Procedure - Shut Down The Cluster
Step 1 - Inspect The Cluster To Ensure That All Master Volumes Are Online & Replica Volumes Are In-sync
Using the Ondat CLI utility, run the command below to query all the master volumes and any replica volumes, and then check that the health status is either » online
for masters volumes and » ready
for replica volumes.
- Ensure that no volume has a health status of »
offline
or »unknown
.
# Check and ensure that all volumes are "online" and "ready".

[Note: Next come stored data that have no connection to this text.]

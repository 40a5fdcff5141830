//! The top-level scheduler: poll on an interval, keep working the
//! current item until it resolves, otherwise select the best pending
//! item and hand it to the agent.

use chrono::Utc;
use std::sync::Arc;
use std::time::Duration;
use thiserror::Error;
use tracing::{debug, error, info, info_span, warn, Instrument};

use crate::agent::{AgentError, AgentRequest, AgentRunner};
use crate::github::{GitHubError, GitHubOps};
use crate::prioritizer;
use crate::prompt;
use crate::resolution::{self, ResolutionOutcome};
use crate::shutdown::ShutdownSignal;
use crate::state::{StateError, StateStore};
use crate::telemetry;
use crate::workitem::ProcessingItem;
use crate::workspace::{WorkspaceError, WorkspaceOps};

#[derive(Debug, Clone)]
pub struct MonitorConfig {
    pub check_interval: Duration,
    pub max_attempts: u32,
    pub dry_run: bool,
    /// Operator text appended to every agent prompt.
    pub agent_prompt: String,
}

impl Default for MonitorConfig {
    fn default() -> Self {
        Self {
            check_interval: Duration::from_secs(60),
            max_attempts: 3,
            dry_run: false,
            agent_prompt: String::new(),
        }
    }
}

/// Unrecoverable startup failure; the process exits non-zero.
#[derive(Debug, Error)]
pub enum MonitorError {
    #[error("failed to authenticate with GitHub: {0}")]
    Startup(#[source] GitHubError),
}

/// Errors caught at the tick boundary. Only cancellation leaves the
/// loop; everything else is logged and the next tick retries.
#[derive(Debug, Error)]
enum TickError {
    #[error(transparent)]
    Gateway(GitHubError),
    #[error(transparent)]
    State(#[from] StateError),
    #[error("tick cancelled")]
    Cancelled,
}

impl From<GitHubError> for TickError {
    fn from(err: GitHubError) -> Self {
        match err {
            GitHubError::Cancelled => TickError::Cancelled,
            other => TickError::Gateway(other),
        }
    }
}

pub struct Monitor {
    gateway: Arc<dyn GitHubOps>,
    workspace: Arc<dyn WorkspaceOps>,
    agent: Arc<dyn AgentRunner>,
    state: Arc<StateStore>,
    config: MonitorConfig,
    shutdown: ShutdownSignal,
}

impl Monitor {
    pub fn new(
        gateway: Arc<dyn GitHubOps>,
        workspace: Arc<dyn WorkspaceOps>,
        agent: Arc<dyn AgentRunner>,
        state: Arc<StateStore>,
        config: MonitorConfig,
        shutdown: ShutdownSignal,
    ) -> Self {
        Self {
            gateway,
            workspace,
            agent,
            state,
            config,
            shutdown,
        }
    }

    /// Authenticate, then tick immediately and on every interval until
    /// shutdown. Ticks never overlap: an overrunning `process` delays
    /// the next tick, which then fires immediately.
    pub async fn run(&self) -> Result<(), MonitorError> {
        let username = match self.gateway.authenticated_user().await {
            Ok(username) => username,
            Err(GitHubError::Cancelled) => return Ok(()),
            Err(e) => return Err(MonitorError::Startup(e)),
        };

        if let Some(current) = self.state.current_item() {
            info!(
                kind = %current.item.kind,
                number = current.item.number,
                repository = %current.item.repository,
                attempts = current.attempt_count,
                "Resuming in-flight item from persisted state"
            );
        }
        info!(username = %username, interval_secs = self.config.check_interval.as_secs(), "Monitoring started");

        let mut interval = tokio::time::interval(self.config.check_interval);
        interval.set_missed_tick_behavior(tokio::time::MissedTickBehavior::Skip);

        loop {
            tokio::select! {
                _ = self.shutdown.cancelled() => break,
                _ = interval.tick() => {}
            }

            self.run_once(&username).await;

            if self.shutdown.is_cancelled() {
                break;
            }
        }

        info!("Monitoring stopped");
        Ok(())
    }

    /// One tick, with errors handled at the boundary. Public so the
    /// `--once` mode and the integration tests can drive single cycles.
    pub async fn run_once(&self, username: &str) {
        let correlation_id = telemetry::generate_correlation_id();
        let span = info_span!("tick", correlation_id = %correlation_id);

        match self.tick(username).instrument(span).await {
            Ok(()) => {}
            Err(TickError::Cancelled) => {
                debug!("Tick cancelled by shutdown");
            }
            Err(TickError::Gateway(e)) if e.is_auth() => {
                error!(error = %e, "Authentication rejected, skipping tick");
            }
            Err(TickError::Gateway(e)) => {
                warn!(error = %e, transient = e.is_transient(), "Gateway error, skipping tick");
            }
            Err(TickError::State(e)) => {
                error!(error = %e, "State persistence error");
            }
        }
    }

    async fn tick(&self, username: &str) -> Result<(), TickError> {
        self.state.cleanup_old_failures().await?;

        if let Some(current) = self.state.current_item() {
            let snapshot = self.gateway.pending_items(username).await?;
            match resolution::check(&current, &snapshot) {
                ResolutionOutcome::ItemNotFound => {
                    info!(
                        kind = %current.item.kind,
                        number = current.item.number,
                        repository = %current.item.repository,
                        attempts = current.attempt_count,
                        outcome = "resolved",
                        "In-flight item is no longer pending"
                    );
                    self.state.clear_current().await?;
                    // Fall through and pick the next item this tick.
                }
                outcome => {
                    if outcome == ResolutionOutcome::ItemChanged {
                        debug!(
                            kind = %current.item.kind,
                            number = current.item.number,
                            "Item changed upstream, continuing anyway"
                        );
                    }
                    return self.process(current, true).await;
                }
            }
        }

        self.select_and_process(username).await
    }

    async fn select_and_process(&self, username: &str) -> Result<(), TickError> {
        let snapshot = self.gateway.pending_items(username).await?;
        if snapshot.is_empty() {
            debug!("Nothing pending, staying idle");
            return Ok(());
        }

        let view = self.state.view();
        let selected = match prioritizer::select_next(&snapshot, &view, Utc::now()) {
            Some(selected) => selected,
            None => {
                debug!(
                    pending = snapshot.count(),
                    "All candidates in cooldown, staying idle"
                );
                return Ok(());
            }
        };

        info!(
            kind = %selected.item.kind,
            number = selected.item.number,
            repository = %selected.item.repository,
            score = selected.score,
            reason = %selected.reason,
            "Selected work item"
        );

        let current = ProcessingItem::begin(selected.item, Utc::now());
        self.state.set_current(current.clone()).await?;
        self.process(current, false).await
    }

    /// Work `item` for one attempt. `item` is the record as of the
    /// start of this tick; the attempt ceiling checks that
    /// pre-increment count, so with the default ceiling of 3 the third
    /// failed attempt is the one that abandons.
    async fn process(&self, item: ProcessingItem, continue_mode: bool) -> Result<(), TickError> {
        if let Err(e) = self.prepare_workspace(&item, continue_mode).await {
            if matches!(e, WorkspaceError::Cancelled) {
                return Err(TickError::Cancelled);
            }
            warn!(
                repository = %item.item.repository,
                error = %e,
                "Workspace setup failed, counting as a failed attempt"
            );
            self.state.increment_attempt().await?;
            return self.handle_attempt_failure(&item).await;
        }

        let prompt_text = prompt::build(&item, continue_mode, &self.config.agent_prompt);
        self.state.increment_attempt().await?;

        let request = AgentRequest {
            prompt: prompt_text,
            working_directory: self.workspace.working_directory(&item.item.repository),
            continue_session: continue_mode,
            dry_run: self.config.dry_run,
        };

        match self.agent.run(&request).await {
            Ok(()) => {
                // Agent success only means "no error". The item stays
                // current; the next tick's resolution check decides
                // whether it is actually done.
                info!(
                    kind = %item.item.kind,
                    number = item.item.number,
                    repository = %item.item.repository,
                    attempt = item.attempt_count,
                    outcome = "agent_success",
                    "Agent completed"
                );
                Ok(())
            }
            Err(AgentError::Cancelled) => Err(TickError::Cancelled),
            Err(e) => {
                warn!(
                    kind = %item.item.kind,
                    number = item.item.number,
                    repository = %item.item.repository,
                    attempt = item.attempt_count,
                    error = %e,
                    outcome = "agent_failure",
                    "Agent failed"
                );
                self.handle_attempt_failure(&item).await
            }
        }
    }

    async fn prepare_workspace(
        &self,
        item: &ProcessingItem,
        continue_mode: bool,
    ) -> Result<(), WorkspaceError> {
        let repo = &item.item.repository;
        self.workspace.ensure_repository(repo).await?;

        // A continuation keeps whatever the previous attempt left in
        // the tree; only a fresh item gets reset.
        if !continue_mode {
            let branch = match self.gateway.default_branch(repo).await {
                Ok(branch) => branch,
                Err(GitHubError::Cancelled) => return Err(WorkspaceError::Cancelled),
                Err(e) => {
                    warn!(repository = %repo, error = %e, "Could not determine default branch, falling back to main");
                    "main".to_string()
                }
            };
            self.workspace.switch_to_main(repo, &branch).await?;
        }
        Ok(())
    }

    async fn handle_attempt_failure(&self, item: &ProcessingItem) -> Result<(), TickError> {
        if item.attempt_count >= self.config.max_attempts {
            let key = item.key();
            warn!(
                key = %key,
                attempts = item.attempt_count,
                outcome = "abandoned",
                "Attempt ceiling reached, abandoning item"
            );
            self.state.record_failure(&key).await?;
            self.state.clear_current().await?;
        } else {
            debug!(
                key = %item.key(),
                attempts = item.attempt_count,
                "Leaving item in flight for retry on a later tick"
            );
        }
        Ok(())
    }
}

kubectl exec -ti $(kubectl get pods -n storageos -l app=storageos-cli -o=jsonpath='{.items[0].metadata.name}') -n storageos -- storageos describe volume -A | grep Health
Health online
Health ready
Health online
Health online
Health online
Health online
Health ready
Health online
Health ready
Health online
Step 2 - Scale Down Application Workloads To Stop Disk I/O Operations
First we want to stop disk I/O workloads gracefully and flush all the data to disk. To achieve this, follow your standard Kubernetes workflow or run book for scaling workloads to zero. Below is it will probably look something similar to:
# Scale down StatefulSets and Deployments to 0 replicas.
kubectl scale statefulset,deployment -n $NAMESPACE --all --replicas=0
At this point, there should be nothing running that is generating I/O operations to any Ondat volumes. This enables end users to move onto the next step of stopping Ondat.

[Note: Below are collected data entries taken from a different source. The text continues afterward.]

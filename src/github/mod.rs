pub mod client;
pub mod errors;
pub mod filter;

pub use client::{GitHubClient, GitHubOps};
pub use errors::GitHubError;
pub use filter::RepoFilter;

- Ondat needs to be stopped first before powering down your Kubernetes cluster, as Ondat is designed to create new replicas of data for volumes that are no longer available. To avoid Ondat from conducting its normal recovery actions as soon as Kubernetes start shutting down nodes, as this is a planned event. By scaling down the workloads and shutting down Ondat, this will freeze all the data in place and maintain the consistency.
💡 Nothing is being done to the backing data or metadata. All of this will be preserved with this process, but as with every procedure where systems are being powered on and off, it is always recommended that backups are taken as a precaution in case your hardware has an issue powering back on.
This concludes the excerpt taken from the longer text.